Go through the records and extract every line with the word "when".

=== Source records ===
════════
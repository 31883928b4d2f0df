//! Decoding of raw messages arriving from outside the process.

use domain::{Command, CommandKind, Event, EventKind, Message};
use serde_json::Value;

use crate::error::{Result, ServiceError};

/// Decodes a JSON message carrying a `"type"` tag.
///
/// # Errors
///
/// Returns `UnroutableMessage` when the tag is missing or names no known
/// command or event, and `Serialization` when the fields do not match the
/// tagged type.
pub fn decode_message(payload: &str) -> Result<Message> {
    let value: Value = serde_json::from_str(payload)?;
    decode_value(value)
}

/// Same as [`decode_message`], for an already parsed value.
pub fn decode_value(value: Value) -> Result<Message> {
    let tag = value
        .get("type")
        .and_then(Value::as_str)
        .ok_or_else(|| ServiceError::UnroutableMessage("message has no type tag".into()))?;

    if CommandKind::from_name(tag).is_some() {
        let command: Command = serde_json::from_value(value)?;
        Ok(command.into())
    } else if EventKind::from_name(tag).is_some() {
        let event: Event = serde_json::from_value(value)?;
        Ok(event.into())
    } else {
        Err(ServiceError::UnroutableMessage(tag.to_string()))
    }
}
════════
=== Response to the exercise ===
/// Returns `UnroutableMessage` when the tag is missing or names no known
/// command or event, and `Serialization` when the fields do not match the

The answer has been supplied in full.